The Pakistani Qawwali, which Nusrat Fateh Ali Khan, who died in 1997, developed, among other things, through his collaboration with Peter Gabriel and Massive attack also made him famous in the West. Fareed Ayaz, Abu Muhammad Qawwal and their musical brotherhood celebrated this strongly rhythmic call-and-response music, which is played while sitting with harmonium and percussion, as a furious sermon of short melodies, during which they met the over 2000 visitors in the hall several times to sing praises to Allah in many voices. Probably without them noticing.

This is how the seducer André Heller plays with the audience. But he pays attention to balance. As the festival format continues, which in previous years has already been dedicated to the composer John Zorn, the guitarist Bill Frisell and the singer Angélique Kidjo, Heller will also show a “kaleidoscope of Jewish singing traditions” with the Brooklyn Cantors, the Voices of Yemen and the Piyut Ensemble as well as concerts with music of African roots, including Angélique Kidjo and the Soweto Gospel Choir. This means that all Abrahamic religions will be united with musical prayers.

Finally, the film series “André Heller’s Human Children” accompanies the reflected friendship with the stranger. The program, which also interviews Andrea Breth, Christoph Ransmayr and Sophie Freud, started with the soprano Jessye Norman, who died in 2019. Filmed in 2005 in Yves Saint Laurent’s paradise garden Majorelle and the Ksar Char-Bagh palace in Marrakech, in which Norman looks like a pharaoh, she talks about her life and music.
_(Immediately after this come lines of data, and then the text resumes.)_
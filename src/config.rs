//! Host-supplied configuration for the sync engine.

use std::time::Duration;

use crate::chain::{AssetId, CompactBlock, Height};

/// Default number of blocks between forced flushes during historical replay.
pub const DEFAULT_FLUSH_INTERVAL: u64 = 5000;

/// Default number of genesis payloads scanned per unit of work.
pub const DEFAULT_GENESIS_CHUNK_SIZE: usize = 500;

/// Default distance from the tip within which swap outputs update prices.
pub const DEFAULT_PRICE_RELEVANCE_THRESHOLD: u64 = 200;

/// Backoff applied between failed sync attempts.
#[derive(Debug, Clone, PartialEq, Eq)]
pub struct RetryConfig {
	pub initial_interval: Duration,
	pub max_interval: Duration,
}

impl Default for RetryConfig {
	fn default() -> Self {
		Self {
			initial_interval: Duration::from_secs(5),
			max_interval: Duration::from_secs(20),
		}
	}
}

/// Genesis block embedded by the host, used only when syncing `chain_id`.
#[derive(Debug, Clone)]
pub struct GenesisBlock {
	pub chain_id: String,
	pub block: CompactBlock,
}

#[derive(Debug, Clone)]
pub struct SyncConfig {
	pub chain_id: String,
	/// Identifies the wallet in logs.
	pub wallet_id: String,
	pub staking_asset_id: AssetId,
	/// Reference assets prices are quoted in.
	pub numeraires: Vec<AssetId>,
	pub genesis: Option<GenesisBlock>,
	/// Blocks below this height cannot hold wallet notes and skip trial
	/// decryption.
	pub wallet_creation_height: Option<Height>,
	/// Height of a precomputed frontier a fresh wallet may start from.
	pub bootstrap_snapshot_height: Option<Height>,
	pub flush_interval: u64,
	pub genesis_chunk_size: usize,
	pub price_relevance_threshold: u64,
	/// Compare the local commitment-tree root with the node's after every
	/// block.
	pub assert_root_valid: bool,
	pub retry: RetryConfig,
}

impl SyncConfig {
	pub fn new(
		chain_id: impl Into<String>,
		wallet_id: impl Into<String>,
		staking_asset_id: AssetId,
	) -> Self {
		Self {
			chain_id: chain_id.into(),
			wallet_id: wallet_id.into(),
			staking_asset_id,
			numeraires: Vec::new(),
			genesis: None,
			wallet_creation_height: None,
			bootstrap_snapshot_height: None,
			flush_interval: DEFAULT_FLUSH_INTERVAL,
			genesis_chunk_size: DEFAULT_GENESIS_CHUNK_SIZE,
			price_relevance_threshold: DEFAULT_PRICE_RELEVANCE_THRESHOLD,
			assert_root_valid: false,
			retry: RetryConfig::default(),
		}
	}

	pub fn with_numeraires(mut self, numeraires: Vec<AssetId>) -> Self {
		self.numeraires = numeraires;
		self
	}

	pub fn with_genesis(mut self, genesis: GenesisBlock) -> Self {
		self.genesis = Some(genesis);
		self
	}

	pub fn with_wallet_creation_height(mut self, height: Height) -> Self {
		self.wallet_creation_height = Some(height);
		self
	}

	pub fn with_bootstrap_snapshot_height(mut self, height: Height) -> Self {
		self.bootstrap_snapshot_height = Some(height);
		self
	}

	pub fn with_flush_interval(mut self, interval: u64) -> Self {
		self.flush_interval = interval.max(1);
		self
	}

	pub fn with_genesis_chunk_size(mut self, size: usize) -> Self {
		self.genesis_chunk_size = size.max(1);
		self
	}

	pub fn with_price_relevance_threshold(mut self, threshold: u64) -> Self {
		self.price_relevance_threshold = threshold;
		self
	}

	pub fn with_root_assertions(mut self, enabled: bool) -> Self {
		self.assert_root_valid = enabled;
		self
	}

	pub fn with_retry(mut self, retry: RetryConfig) -> Self {
		self.retry = retry;
		self
	}

	/// Whether trial decryption can be skipped at `height`.
	pub fn predates_wallet(&self, height: Height) -> bool {
		self.wallet_creation_height
			.is_some_and(|created| height < created)
	}

	/// The embedded genesis block, if it belongs to the configured chain.
	pub fn genesis_block(&self) -> Option<&CompactBlock> {
		self.genesis
			.as_ref()
			.filter(|genesis| genesis.chain_id == self.chain_id)
			.map(|genesis| &genesis.block)
	}
}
The conversation ranges from her childhood in racist Georgia and her parents’ fight in the civil rights movement to her meteoric rise as a student and even arguments about the right tempo with a conductor. But her love for “Mr. Bean”, in which she laughs freely, her “pawing like a horse in the box” before every performance and the sincere lack of understanding why racism and aggressive moral codes have to exist are also part of the portrait. And this triad of humor, energy and a critical look at the human inability to “be and let be” sums up the intention of Heller’s festival dream: to simply let the strange feeling of strangers be strange.